TASK OBJECTIVE: The records below should be set down in full, please, without any change.

DATA EXCERPTS:
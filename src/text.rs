use serde::{ Deserialize, Serialize };

use crate::capability::RawFragment;

/// Leading characters left alone by digit correction, they usually carry a
/// region or state code.
pub const PREFIX_LEN: usize = 2;

/// Letter to digit corrections applied past the prefix.
const SUBSTITUTIONS: [(char, char); 4] = [('O', '0'), ('I', '1'), ('S', '5'), ('Q', '0')];

/// How recognizer fragments are merged before normalization.
#[derive(Debug, Clone, Copy, PartialEq, Eq, Serialize, Deserialize)]
#[serde(rename_all = "snake_case", tag = "policy")]
pub enum MergePolicy {
    /// Every fragment, in emission order.
    ConcatenateAll,
    /// Drop fragments shorter than `min_len` after stripping; stray marks,
    /// frame edges and bolt holes tend to come back as one or two characters.
    FilteredJoin { min_len: usize },
}

impl Default for MergePolicy {
    fn default() -> Self {
        MergePolicy::FilteredJoin { min_len: 3 }
    }
}

#[derive(Debug, Clone, Copy, Default)]
pub struct TextNormalizer {
    policy: MergePolicy,
}

impl TextNormalizer {

    pub fn new(policy: MergePolicy) -> Self {
        Self { policy }
    }

    /// Merge `fragments` according to the policy and normalize the result.
    /// An empty string means no legible text.
    pub fn merge(&self, fragments: &[RawFragment]) -> String {
        let joined: String = match self.policy {
            MergePolicy::ConcatenateAll => fragments.iter().map(|f| f.text.as_str()).collect(),
            MergePolicy::FilteredJoin { min_len } => fragments
                .iter()
                .map(|f| strip(&f.text))
                .filter(|s| s.len() >= min_len)
                .collect(),
        };
        normalize(&joined)
    }
}

/// Uppercase and keep only `A-Z0-9`.
pub fn strip(text: &str) -> String {
    text.to_uppercase()
        .chars()
        .filter(|c| c.is_ascii_uppercase() || c.is_ascii_digit())
        .collect()
}

/// Canonical plate code: stripped, then digit corrected past the prefix.
pub fn normalize(text: &str) -> String {
    strip(text)
        .chars()
        .enumerate()
        .map(|(i, c)| if i < PREFIX_LEN { c } else { substitute(c) })
        .collect()
}

fn substitute(c: char) -> char {
    SUBSTITUTIONS
        .iter()
        .find(|(from, _)| *from == c)
        .map(|(_, to)| *to)
        .unwrap_or(c)
}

EXPECTED ANSWER:
filename src/text.rs
use serde::{ Deserialize, Serialize };

use crate::capability::RawFragment;

/// Leading characters left alone by digit correction, they usually carry a
/// region or state code.
pub const PREFIX_LEN: usize = 2;

/// Letter to digit corrections applied past the prefix.
const SUBSTITUTIONS: [(char, char); 4] = [('O', '0'), ('I', '1'), ('S', '5'), ('Q', '0')];

/// How recognizer fragments are merged before normalization.
#[derive(Debug, Clone, Copy, PartialEq, Eq, Serialize, Deserialize)]
#[serde(rename_all = "snake_case", tag = "policy")]
pub enum MergePolicy {
    /// Every fragment, in emission order.
    ConcatenateAll,
    /// Drop fragments shorter than `min_len` after stripping; stray marks,
    /// frame edges and bolt holes tend to come back as one or two characters.
    FilteredJoin { min_len: usize },
}

impl Default for MergePolicy {
    fn default() -> Self {
        MergePolicy::FilteredJoin { min_len: 3 }
    }
}

#[derive(Debug, Clone, Copy, Default)]
pub struct TextNormalizer {
    policy: MergePolicy,
}

impl TextNormalizer {

    pub fn new(policy: MergePolicy) -> Self {
        Self { policy }
    }

    /// Merge `fragments` according to the policy and normalize the result.
    /// An empty string means no legible text.
    pub fn merge(&self, fragments: &[RawFragment]) -> String {
        let joined: String = match self.policy {
            MergePolicy::ConcatenateAll => fragments.iter().map(|f| f.text.as_str()).collect(),
            MergePolicy::FilteredJoin { min_len } => fragments
                .iter()
                .map(|f| strip(&f.text))
                .filter(|s| s.len() >= min_len)
                .collect(),
        };
        normalize(&joined)
    }
}

/// Uppercase and keep only `A-Z0-9`.
pub fn strip(text: &str) -> String {
    text.to_uppercase()
        .chars()
        .filter(|c| c.is_ascii_uppercase() || c.is_ascii_digit())
        .collect()
}

/// Canonical plate code: stripped, then digit corrected past the prefix.
pub fn normalize(text: &str) -> String {
    strip(text)
        .chars()
        .enumerate()
        .map(|(i, c)| if i < PREFIX_LEN { c } else { substitute(c) })
        .collect()
}

fn substitute(c: char) -> char {
    SUBSTITUTIONS
        .iter()
        .find(|(from, _)| *from == c)
        .map(|(_, to)| *to)
        .unwrap_or(c)
}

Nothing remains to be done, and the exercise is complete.